Tuesday, November 12, 2019
RACE CASES' BURDENS
BURDENS OF PROOF IN RACE CASES ARE UNFAIR
The different burdens of proof at trial are where the true burdens began for blacks litigating civil rights claims in federal court: “Burdine” was the case frequently cited.
These standards were established by the United States Supreme Court in a series of cases starting with Green v. McDonnell Douglas in the 1960’s.
Tomorrow, it will (or may) confront its legacy in the Byron Allen v. Comcast et al. case. In this case the question of the proper burden of proof for black litigants is dramatically, spectacularly, presented yet again. Whether race must be proven by the plaintiff to be the “sole cause” of the alleged discrimination is the most pressing procedural issue that is pending.

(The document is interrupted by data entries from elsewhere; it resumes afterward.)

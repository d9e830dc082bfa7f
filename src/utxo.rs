use crate::{OutputIndex, TransactionId};
use serde::{Deserialize, Serialize};
use std::fmt::{Display, Formatter};

/// Identifies a spendable output by the transaction that produced it and the position of the
/// output in that transaction.
/// Ordering is by transaction id first and output index second.
#[derive(Debug, Copy, Clone, Hash, Eq, PartialEq, Ord, PartialOrd, Serialize, Deserialize)]
pub struct Utxo {
    transaction_id: TransactionId,
    output_index: OutputIndex,
}

impl Utxo {
    pub fn new(transaction_id: TransactionId, output_index: OutputIndex) -> Self {
        Self {
            transaction_id,
            output_index,
        }
    }

    pub fn transaction_id(&self) -> &TransactionId {
        &self.transaction_id
    }

    pub fn output_index(&self) -> OutputIndex {
        self.output_index
    }
}

impl Display for Utxo {
    fn fmt(&self, f: &mut Formatter<'_>) -> std::fmt::Result {
        write!(f, "{}:{}", self.transaction_id, self.output_index)
    }
}

#[cfg(test)]
mod tests {
    use super::*;
    use crate::Sha256;

    fn id(byte: u8) -> TransactionId {
        TransactionId::new(Sha256::from_raw([byte; 32]))
    }

    #[test]
    fn orders_by_transaction_id_then_index() {
        let mut utxos = vec![
            Utxo::new(id(2), OutputIndex::new(0)),
            Utxo::new(id(1), OutputIndex::new(7)),
            Utxo::new(id(1), OutputIndex::new(3)),
        ];
        utxos.sort();
        assert_eq!(
            utxos,
            vec![
                Utxo::new(id(1), OutputIndex::new(3)),
                Utxo::new(id(1), OutputIndex::new(7)),
                Utxo::new(id(2), OutputIndex::new(0)),
            ]
        );
    }

    #[test]
    fn equality_uses_both_fields() {
        assert_eq!(
            Utxo::new(id(1), OutputIndex::new(0)),
            Utxo::new(id(1), OutputIndex::new(0))
        );
        assert_ne!(
            Utxo::new(id(1), OutputIndex::new(0)),
            Utxo::new(id(1), OutputIndex::new(1))
        );
    }

    #[test]
    fn display() {
        let utxo = Utxo::new(id(0), OutputIndex::new(5));
        assert_eq!(utxo.to_string(), format!("{}:5", "00".repeat(32)));
    }
}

This disparate burden of proof has been imposed on the plaintiffs not only in “failure to contract cases,” like Byron Allen’s, under the Civil Rights Act of 1866 (amended by Congress in 1991); but the same unfair and unfavorable burdens of proof has been applied perniciously, consistently in cases under Title VII of the Civil Rights Act of 1964, in discrimination law suits by blacks.
Women—white women—who were benign beneficiaries of the black litigation experience by, political legerdemain, have not been, thus far, subjected to the same proof burdens as less-fortunate blacks.

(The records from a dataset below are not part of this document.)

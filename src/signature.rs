use crate::{PublicKey, Signature};

/// Checks that a signature over a message was produced by the owner of a public key.
/// Implementations must be deterministic and free of side effects.
pub trait SignatureVerifier {
    fn verify(&self, public_key: &PublicKey, message: &[u8], signature: &Signature) -> bool;
}

impl<V: SignatureVerifier + ?Sized> SignatureVerifier for &V {
    fn verify(&self, public_key: &PublicKey, message: &[u8], signature: &Signature) -> bool {
        (**self).verify(public_key, message, signature)
    }
}

impl<V: SignatureVerifier + ?Sized> SignatureVerifier for Box<V> {
    fn verify(&self, public_key: &PublicKey, message: &[u8], signature: &Signature) -> bool {
        (**self).verify(public_key, message, signature)
    }
}

/// Verifies Ed25519 signatures. Public keys are the 32-byte compressed points and signatures
/// the 64-byte encodings. Anything that doesn't decode fails verification.
#[derive(Debug, Default, Clone, Copy)]
pub struct Ed25519Verifier;

impl SignatureVerifier for Ed25519Verifier {
    fn verify(&self, public_key: &PublicKey, message: &[u8], signature: &Signature) -> bool {
        let key_bytes = match <[u8; 32]>::try_from(public_key.as_bytes()) {
            Ok(bytes) => bytes,
            Err(_) => return false,
        };
        let verifying_key = match ed25519_dalek::VerifyingKey::from_bytes(&key_bytes) {
            Ok(key) => key,
            Err(_) => return false,
        };
        match ed25519_dalek::Signature::from_slice(signature.as_bytes()) {
            Ok(signature) => verifying_key.verify_strict(message, &signature).is_ok(),
            Err(_) => false,
        }
    }
}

Even in criminal murder cases , “intent” may be inferred from the circumstances, unlike civil rights cases involving black plaintiffs, who must “prove” defendant’s “intent!”

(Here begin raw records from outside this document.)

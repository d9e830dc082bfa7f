//! Keys, ledgers and signed transactions shared by the unit tests.

use crate::{
    Coin, OutputIndex, PublicKey, Sha256, Signature, SignatureVerifier, Transaction,
    TransactionBuilder, TransactionId, TransactionOutput, Utxo, UtxoPool,
};
use ed25519_dalek::{Signer, SigningKey};

pub struct Wallet {
    signing_key: SigningKey,
}

impl Wallet {
    pub fn new(seed: u8) -> Self {
        Self {
            signing_key: SigningKey::from_bytes(&[seed; 32]),
        }
    }

    pub fn public_key(&self) -> PublicKey {
        PublicKey::from(self.signing_key.verifying_key().to_bytes())
    }

    pub fn sign(&self, message: &[u8]) -> Signature {
        Signature::from(self.signing_key.sign(message).to_bytes())
    }
}

/// A UTXO that doesn't come from any transaction in the tests, e.g. a genesis output.
pub fn genesis_utxo(byte: u8, index: u32) -> Utxo {
    Utxo::new(
        TransactionId::new(Sha256::from_raw([byte; 32])),
        OutputIndex::new(index),
    )
}

pub fn pool(entries: &[(Utxo, i64, &Wallet)]) -> UtxoPool {
    entries
        .iter()
        .map(|(utxo, amount, owner)| {
            (
                *utxo,
                TransactionOutput::new(Coin::new(*amount), owner.public_key()),
            )
        })
        .collect()
}

/// Builds a transaction where each input is signed by the given wallet.
pub fn signed_tx(inputs: &[(Utxo, &Wallet)], outputs: &[(i64, &Wallet)]) -> Transaction {
    let mut builder = TransactionBuilder::new();
    for (utxo, _) in inputs {
        builder.add_input(*utxo);
    }
    for (amount, owner) in outputs {
        builder.add_output(Coin::new(*amount), owner.public_key());
    }
    builder
        .sign_all(|index, data| inputs[index].1.sign(data))
        .unwrap();
    builder.finalize().unwrap()
}

/// Accepts a signature iff it is the SHA-256 of the public key followed by the message.
#[derive(Debug, Default, Clone, Copy)]
pub struct FakeVerifier;

impl FakeVerifier {
    pub fn sign(public_key: &PublicKey, message: &[u8]) -> Signature {
        let mut data = public_key.as_bytes().to_vec();
        data.extend_from_slice(message);
        Signature::new(Sha256::digest(&data).as_slice().to_vec())
    }
}

impl SignatureVerifier for FakeVerifier {
    fn verify(&self, public_key: &PublicKey, message: &[u8], signature: &Signature) -> bool {
        Self::sign(public_key, message) == *signature
    }
}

Those few of us lawyers who were foolish (and conscientious) enough to pursue civil rights law for a living know these are facts, all too well!
When we civil rights lawyers fled the federal courts for state courts, seeking a respite from relentless bigotry in legal procedural burdens, then, invariably the big defense firms’ well-heeled counsel would “remove” our fugitive state civil rights cases into federal courts, with us kicking and screaming !
There they could easily get Rule 56 “summary judgments” against the blacks without trials, based on filing affidavits of non-discrimination and relying on the impossible procedural burdens of proof that were applied to the blacks, exclusively ! These unfair proof burdens had already been imposed on us by Supreme Court or by most lower federal circuit courts of appeals, whose cases the Supreme Court refused to review, or denied certiorari to.
These burdens of proof were unique to blacks in civil rights cases. It was as though the black plaintiffs were defaming corporate defendants by even daring to sue them for their discriminatory deeds, per law.
Many of us civil rights lawyers (black and white) were punished, were victimized by the imposition of monetary sanctions that we had to pay to stay licensed, for daring to sue for discrimination, pursuant to law. Sometimes even our own clients would file bar complaints against us after losing a contingent fee case, (that we had urged them to settle) or were sanctioned by the bar for seeking to withdraw from a doomed civil rights case under the circumstances, as happened to me!
The point being missed in much of public discussion about 42 U.S. C. 1981, is this procedural one that kills the cases, while dissembling fairness! Watch carefully how the Court rules on the burdens of proof.
Will the plaintiffs have the burden of proof about race put on the same plane as other civil litigants? Will the Court rule that “race” (intent) was the sole, only,

factor leading to Byron Allen’s denial of access on Comcast and Charter’s cable servers? Or might the court rule that race discrimination may be proven if race (intent) was merely a motivating , not the sole factor, and thus affirm the Ninth Circuit ruling.
Even if Byron Allen wins, he must still convince a California jury on a trial of the merits that race was a factor in his non-selection by the cable giants, itself, a very tall task!